By The Love of God
Beloved, believe not every spirit, but try the spirits whether they are of God: because many false prophets are gone out into the world.
1 John 4:1
The position of the Scripture is one that faces two extremes: The Spirit is essential, and experience is vital; however, truth and definition and doctrine and dogma are equally vital and essential. And our whole position is one that proclaims that experience that is not based solidly upon truth and doctrine is dangerous.
There is the necessity for testing and trying the spirits. “Beloved, believe not every spirit, but try the spirits whether they are of God.” Now some people object root and branch to this process of testing. There are many reasons for that, of course. In the case of some people it is nothing but slackness, indolence, and laziness—a desire for ease.
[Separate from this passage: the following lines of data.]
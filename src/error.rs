//! Error types for the logging pipeline

use std::io;
use thiserror::Error;

/// Errors raised while setting up or draining the shared segment
#[derive(Error, Debug)]
pub enum LogError {
    /// IO error while creating or mapping the segment
    #[error("IO error: {source}")]
    Io {
        /// Source IO error
        #[from]
        source: io::Error,
    },

    /// System call error
    #[error("System call error: {source}")]
    Nix {
        /// Source nix error
        #[from]
        source: nix::Error,
    },

    /// Configuration could not be parsed
    #[error("Invalid configuration: {source}")]
    Config {
        /// Source TOML error
        #[from]
        source: toml::de::Error,
    },

    /// A segment to attach to does not exist
    #[error("Segment not found: {name}")]
    SegmentMissing {
        /// Segment name
        name: String,
    },

    /// A configuration value is out of range
    #[error("Invalid configuration: {reason}")]
    InvalidConfig {
        /// Which value was rejected
        reason: &'static str,
    },

    /// Another consumer already drains this ring
    #[error("Ring buffer already has a consumer")]
    ConsumerBusy,

    /// The lifecycle has no active ring buffer
    #[error("Ring buffer is not initialized")]
    NotActive,

    /// A slot payload could not be decoded
    #[error("Malformed record: {reason}")]
    Decode {
        /// What was wrong with the payload
        reason: &'static str,
    },
}

/// Result type for setup and consumer operations
pub type LogResult<T> = Result<T, LogError>;

/// Reasons a shared segment could not be mapped as a ring buffer
#[derive(Error, Debug)]
pub enum SegmentError {
    /// The requested layout does not fit the memory available for it
    #[error("segment needs {required} bytes but only {available} are available")]
    TooSmall {
        /// Bytes the layout needs
        required: u64,
        /// Bytes that could be provided
        available: u64,
    },

    /// The region does not carry a recognizable ring header
    #[error("segment is not formatted as a ring buffer")]
    Unformatted,

    /// Any other setup failure
    #[error(transparent)]
    Log(#[from] LogError),
}

impl From<std::io::Error> for SegmentError {
    fn from(source: std::io::Error) -> Self {
        SegmentError::Log(LogError::from(source))
    }
}

impl From<nix::Error> for SegmentError {
    fn from(source: nix::Error) -> Self {
        SegmentError::Log(LogError::from(source))
    }
}

/// Reasons a producer-side push was rejected
#[derive(Error, Debug, Clone, Copy, PartialEq, Eq)]
pub enum PushError {
    /// Every slot is claimed; the record was dropped
    #[error("ring buffer full")]
    Full,
    /// The ring buffer has been shut down
    #[error("ring buffer closed")]
    Closed,
    /// No ring buffer is attached to this logger
    #[error("ring buffer unavailable")]
    Unavailable,
}

/// Failure reported by a sink for a single record
#[derive(Error, Debug)]
pub enum SinkError {
    /// IO error inside the sink
    #[error("IO error: {source}")]
    Io {
        /// Source IO error
        #[from]
        source: io::Error,
    },
    /// The sink refused the record
    #[error("record rejected: {0}")]
    Rejected(String),
}
//! Severity levels

use serde::{Deserialize, Serialize};
use std::fmt;
use std::str::FromStr;

/// Severity of a record, ordered from least to most severe
#[derive(Debug, Clone, Copy, PartialEq, Eq, PartialOrd, Ord, Hash, Serialize, Deserialize)]
#[serde(rename_all = "lowercase")]
#[repr(u8)]
pub enum Level {
    /// Fine-grained tracing
    Trace = 0,
    /// Debugging output
    Debug = 1,
    /// Detailed operational information
    Detail = 2,
    /// Normal operational information
    Info = 3,
    /// Significant but expected events
    Notice = 4,
    /// Something unexpected that was recovered from
    Warning = 5,
    /// An operation failed
    Error = 6,
    /// The process can no longer function correctly
    Critical = 7,
}

impl Level {
    /// All levels in ascending order
    pub const ALL: [Level; 8] = [
        Level::Trace,
        Level::Debug,
        Level::Detail,
        Level::Info,
        Level::Notice,
        Level::Warning,
        Level::Error,
        Level::Critical,
    ];

    /// Convert from the numeric representation stored in shared memory
    pub fn from_u8(value: u8) -> Option<Self> {
        Self::ALL.get(value as usize).copied()
    }

    /// Numeric representation
    pub fn as_u8(self) -> u8 {
        self as u8
    }

    /// Upper-case label
    pub fn as_str(self) -> &'static str {
        match self {
            Level::Trace => "TRACE",
            Level::Debug => "DEBUG",
            Level::Detail => "DETAIL",
            Level::Info => "INFO",
            Level::Notice => "NOTICE",
            Level::Warning => "WARNING",
            Level::Error => "ERROR",
            Level::Critical => "CRITICAL",
        }
    }
}

impl fmt::Display for Level {
    fn fmt(&self, f: &mut fmt::Formatter<'_>) -> fmt::Result {
        f.pad(self.as_str())
    }
}

/// Error returned when parsing an unknown level name
#[derive(Debug, Clone, PartialEq, Eq, thiserror::Error)]
#[error("unknown log level: {0}")]
pub struct ParseLevelError(String);

impl FromStr for Level {
    type Err = ParseLevelError;

    fn from_str(s: &str) -> Result<Self, Self::Err> {
        Level::ALL
            .iter()
            .copied()
            .find(|level| level.as_str().eq_ignore_ascii_case(s))
            .or_else(|| match s.to_ascii_lowercase().as_str() {
                "warn" => Some(Level::Warning),
                "crit" => Some(Level::Critical),
                _ => None,
            })
            .ok_or_else(|| ParseLevelError(s.to_string()))
    }
}
impl RingStats {
    /// Claimed slots not yet consumed
    pub fn in_flight(&self) -> u64 {
        self.claimed.saturating_sub(self.consumed)
    }
}

/// Multi-producer, single-consumer ring buffer in a mapped segment
pub struct RingBuffer {
    segment: Segment,
    capacity: u64,
    stride: usize,
}

impl RingBuffer {
    /// Bytes needed for a ring of `capacity` slots of `slot_size` bytes
    pub fn required_len(capacity: u64, slot_size: u32) -> Option<usize> {
        segment_len(capacity, slot_stride(slot_size))
    }

    /// Create a ring in an anonymous mapping, shared by this process only
    pub fn anonymous(capacity: u64, slot_size: u32, threshold: Level) -> Result<Self, SegmentError> {
        let required = Self::required_len(capacity, slot_size).ok_or(SegmentError::TooSmall {
            required: u64::MAX,
            available: usize::MAX as u64,
        })?;
        let segment = Segment::anonymous(required)?;
        Self::format(segment, capacity, slot_size, threshold)
    }

    /// Lay out a fresh ring in a zero-filled segment
    ///
    /// The magic number is stored last, so a process attaching concurrently
    /// sees either an unformatted segment or a complete header.
    pub fn format(
        segment: Segment,
        capacity: u64,
        slot_size: u32,
        threshold: Level,
    ) -> Result<Self, SegmentError> {
        if capacity == 0 {
            return Err(LogError::InvalidConfig {
                reason: "capacity must be at least one slot",
            }
            .into());
        }
        let stride = slot_stride(slot_size);
        let required = segment_len(capacity, stride).ok_or(SegmentError::TooSmall {
            required: u64::MAX,
            available: segment.len() as u64,
        })?;
        if segment.len() < required {
            return Err(SegmentError::TooSmall {
                required: required as u64,
                available: segment.len() as u64,
            });
        }

        let header = segment.as_ptr() as *mut SegmentHeader;
        // SAFETY: the segment is at least header-sized, page aligned, and not
        // yet visible to any other user of the ring.
        unsafe {
            ptr::addr_of_mut!((*header).version).write(SEGMENT_VERSION);
            ptr::addr_of_mut!((*header).slot_stride).write(stride as u32);
            ptr::addr_of_mut!((*header).capacity).write(capacity);
        }

        let ring = Self {
            segment,
            capacity,
            stride,
        };
        let header = ring.header();
        header.threshold.store(threshold.as_u8() as u32, Ordering::Relaxed);
        header.magic.store(SEGMENT_MAGIC, Ordering::Release);
        Ok(ring)
    }

    /// Adopt a segment another process formatted
    pub fn attach(segment: Segment) -> Result<Self, SegmentError> {
        if segment.len() < SegmentHeader::SIZE {
            return Err(SegmentError::Unformatted);
        }
        // SAFETY: the segment holds at least a header and is page aligned.
        let header = unsafe { &*(segment.as_ptr() as *const SegmentHeader) };
        if header.magic.load(Ordering::Acquire) != SEGMENT_MAGIC || header.version != SEGMENT_VERSION {
            return Err(SegmentError::Unformatted);
        }

        let stride = header.slot_stride as usize;
        let capacity = header.capacity;
        if capacity == 0 || stride <= SlotHeader::SIZE || stride % 8 != 0 {
            return Err(SegmentError::Unformatted);
        }
        let required = segment_len(capacity, stride).ok_or(SegmentError::Unformatted)?;
        if segment.len() < required {
            return Err(SegmentError::TooSmall {
                required: required as u64,
                available: segment.len() as u64,
            });
        }

        Ok(Self {
            segment,
            capacity,
            stride,
        })
    }

    fn header(&self) -> &SegmentHeader {
        // SAFETY: construction checked that the mapping holds a header.
        unsafe { &*(self.segment.as_ptr() as *const SegmentHeader) }
    }

    fn slot_offset(&self, seq: u64) -> usize {
        SLOTS_OFFSET + (seq % self.capacity) as usize * self.stride
    }

    fn slot_is_free(&self, seq: u64) -> bool {
        self.slot(seq).state.load(Ordering::Acquire) == SlotState::Free as u32
    }

    fn publish(&self, seq: u64, len: u32, crc: u32, flags: u32) {
        let slot = self.slot(seq);
        slot.len.store(len, Ordering::Relaxed);
        slot.crc32.store(crc, Ordering::Relaxed);
        slot.flags.store(flags, Ordering::Relaxed);
        slot.seq.store(seq, Ordering::Relaxed);
        slot.state.store(SlotState::Ready as u32, Ordering::Release);
    }

    fn slot(&self, seq: u64) -> &SlotHeader {
        // SAFETY: every slot offset lies inside the mapping and is 8-byte aligned.
        unsafe { &*(self.segment.as_ptr().add(self.slot_offset(seq)) as *const SlotHeader) }
    }

    fn payload_ptr(&self, seq: u64) -> *mut u8 {
        // SAFETY: the payload follows the slot header inside the same stride.
        unsafe { self.segment.as_ptr().add(self.slot_offset(seq) + SlotHeader::SIZE) }
    }

    /// Number of slots
    pub fn capacity(&self) -> u64 {
        self.capacity
    }

    /// Bytes per slot, header included
    pub fn slot_stride(&self) -> usize {
        self.stride
    }

    /// Bytes available for an encoded record in each slot
    pub fn payload_capacity(&self) -> usize {
        self.stride - SlotHeader::SIZE
    }

    /// Backing segment
    pub fn segment(&self) -> &Segment {
        &self.segment
    }

    /// Most slots a single record may span in this ring
    pub fn max_linked_slots(&self) -> u64 {
        self.capacity.min(MAX_LINKED_SLOTS)
    }

    /// Per-call-site level overrides shared by every process mapping this ring
    pub fn level_table(&self) -> LevelTable<'_> {
        // SAFETY: the table lies between the header and the first slot, and
        // every byte of it is only accessed atomically.
        let entries = unsafe {
            std::slice::from_raw_parts(
                self.segment.as_ptr().add(SegmentHeader::SIZE) as *const AtomicU8,
                LEVEL_TABLE_LEN,
            )
        };
        LevelTable::new(entries, &self.header().table_floor)
    }

    /// Minimum enabled level
    pub fn threshold(&self) -> Level {
        let raw = self.header().threshold.load(Ordering::Relaxed);
        Level::from_u8(raw as u8).unwrap_or(Level::Critical)
    }

    /// Change the minimum enabled level for every process mapping this ring
    pub fn set_threshold(&self, level: Level) {
        self.header()
            .threshold
            .store(level.as_u8() as u32, Ordering::Relaxed);
    }

    /// Whether records at `level` pass the shared threshold
    #[inline]
    pub fn enabled(&self, level: Level) -> bool {
        level.as_u8() as u32 >= self.header().threshold.load(Ordering::Relaxed)
    }

    /// Whether a record at `level` from `site` with `tag` should be built
    ///
    /// Passes when the shared threshold does, or when the level table
    /// enables a more verbose level for this call site. Levels below every
    /// override cost one more relaxed load and no hashing.
    #[inline]
    pub fn enabled_at(&self, level: Level, site: &CallSite, tag: Option<&str>) -> bool {
        if self.enabled(level) {
            return true;
        }
        let table = self.level_table();
        let floor = table.raw_floor();
        if floor == 0 || (level.as_u8() as u32) + 1 < floor {
            return false;
        }
        table
            .lookup(LevelKey::new(site.component, tag, site.file))
            .is_some_and(|min| level >= min)
    }

    /// Claim the next slot
    ///
    /// Fails immediately with [`PushError::Full`] when all slots are in use
    /// and with [`PushError::Closed`] after [`RingBuffer::close`].
    pub fn reserve(&self) -> Result<Reservation<'_>, PushError> {
        self.reserve_span(1)
    }

    /// Claim `slots` consecutive slots with one compare-and-swap
    fn reserve_span(&self, slots: u64) -> Result<Reservation<'_>, PushError> {
        let header = self.header();
        if header.shutdown.load(Ordering::Acquire) != 0 {
            return Err(PushError::Closed);
        }

        let mut claim = header.claim.load(Ordering::Acquire);
        loop {
            let read = header.read.load(Ordering::Acquire);
            if read > claim {
                claim = header.claim.load(Ordering::Acquire);
                continue;
            }

            if claim - read + slots > self.capacity {
                header.dropped.fetch_add(1, Ordering::Relaxed);
                return Err(PushError::Full);
            }

            if !(claim..claim + slots).all(|seq| self.slot_is_free(seq)) {
                // Another producer took `claim` after it was loaded.
                let current = header.claim.load(Ordering::Acquire);
                if current != claim {
                    claim = current;
                    continue;
                }
                header.dropped.fetch_add(1, Ordering::Relaxed);
                return Err(PushError::Full);
            }

            match header.claim.compare_exchange_weak(
                claim,
                claim + slots,
                Ordering::AcqRel,
                Ordering::Acquire,
            ) {
                Ok(_) => {
                    for seq in claim..claim + slots {
                        self.slot(seq)
                            .state
                            .store(SlotState::Writing as u32, Ordering::Relaxed);
                    }
                    return Ok(Reservation {
                        ring: self,
                        seq: claim,
                        slots,
                        committed: false,
                    });
                }
                Err(current) => claim = current,
            }
        }
    }

    /// Encode and publish a record, returning the claim index of its first slot
    ///
    /// A record longer than one slot is encoded up front and spread over a
    /// linked run of at most [`RingBuffer::max_linked_slots`] slots.
    pub fn push(&self, record: &LogRecord) -> Result<u64, PushError> {
        let payload = self.payload_capacity();
        let needed = codec::encoded_len(record);
        if needed <= payload || self.max_linked_slots() == 1 {
            let mut reservation = self.reserve()?;
            return match codec::encode(record, reservation.payload_mut()) {
                Some(len) => Ok(reservation.commit(len)),
                None => {
                    drop(reservation);
                    self.header().dropped.fetch_add(1, Ordering::Relaxed);
                    Err(PushError::Full)
                }
            };
        }

        let slots = needed.div_ceil(payload).min(self.max_linked_slots() as usize);
        let mut bytes = vec![0u8; slots * payload];
        let Some(len) = codec::encode(record, &mut bytes) else {
            self.header().dropped.fetch_add(1, Ordering::Relaxed);
            return Err(PushError::Full);
        };
        bytes.truncate(len);
        let reservation = self.reserve_span(len.div_ceil(payload).max(1) as u64)?;
        Ok(reservation.commit_linked(&bytes))
    }

    /// Attach the single consumer; `None` while another consumer is attached
    pub fn consumer(self: &Arc<Self>) -> Option<Consumer> {
        self.header()
            .consumer_attached
            .compare_exchange(0, 1, Ordering::AcqRel, Ordering::Acquire)
            .ok()
            .map(|_| Consumer {
                ring: Arc::clone(self),
                corrupt: 0,
            })
    }

    /// Refuse further pushes and release a waiting consumer
    pub fn close(&self) {
        self.header().shutdown.store(1, Ordering::Release);
    }

    /// Whether [`RingBuffer::close`] was called by any process
    pub fn is_closed(&self) -> bool {
        self.header().shutdown.load(Ordering::Acquire) != 0
    }

    /// Pushes rejected because the ring was full
    pub fn dropped(&self) -> u64 {
        self.header().dropped.load(Ordering::Relaxed)
    }

    /// Snapshot of the ring counters
    pub fn stats(&self) -> RingStats {
        let header = self.header();
        RingStats {
            capacity: self.capacity,
            claimed: header.claim.load(Ordering::Relaxed),
            consumed: header.read.load(Ordering::Relaxed),
            dropped: header.dropped.load(Ordering::Relaxed),
        }
    }

    /// Current usage as a percentage of capacity
    pub fn usage_percent(&self) -> f32 {
        let stats = self.stats();
        (stats.in_flight() as f32 / self.capacity as f32) * 100.0
    }
}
But there are those who feel that this whole process of testing and trying the spirits is unscriptural. According to such people, the moment you begin to discuss and consider and define, you cease to be a spiritual person. But my reply to this is that we must test and try the spirits because Scripture commands and exhorts us to do so, and for me that is enough. “Beloved, believe not every spirit, but try the spirits.”
Not only that, but Scripture tells us why we ought to do so: “because many false prophets are gone out into the world.” Alas, there are false prophets; there are evil spirits; there is a devil who is so clever and subtle that he can transform himself into an angel of light. If we were confronted with the Holy Spirit only, there would be no need to test the spirits, but the very name “Holy Spirit” suggests other spirits, devilish spirits—and there are such powers.
A Thought to Ponder
We must test and try the spirits because Scripture commands and exhorts us to do so.
From The Love of God, pp. 18-20.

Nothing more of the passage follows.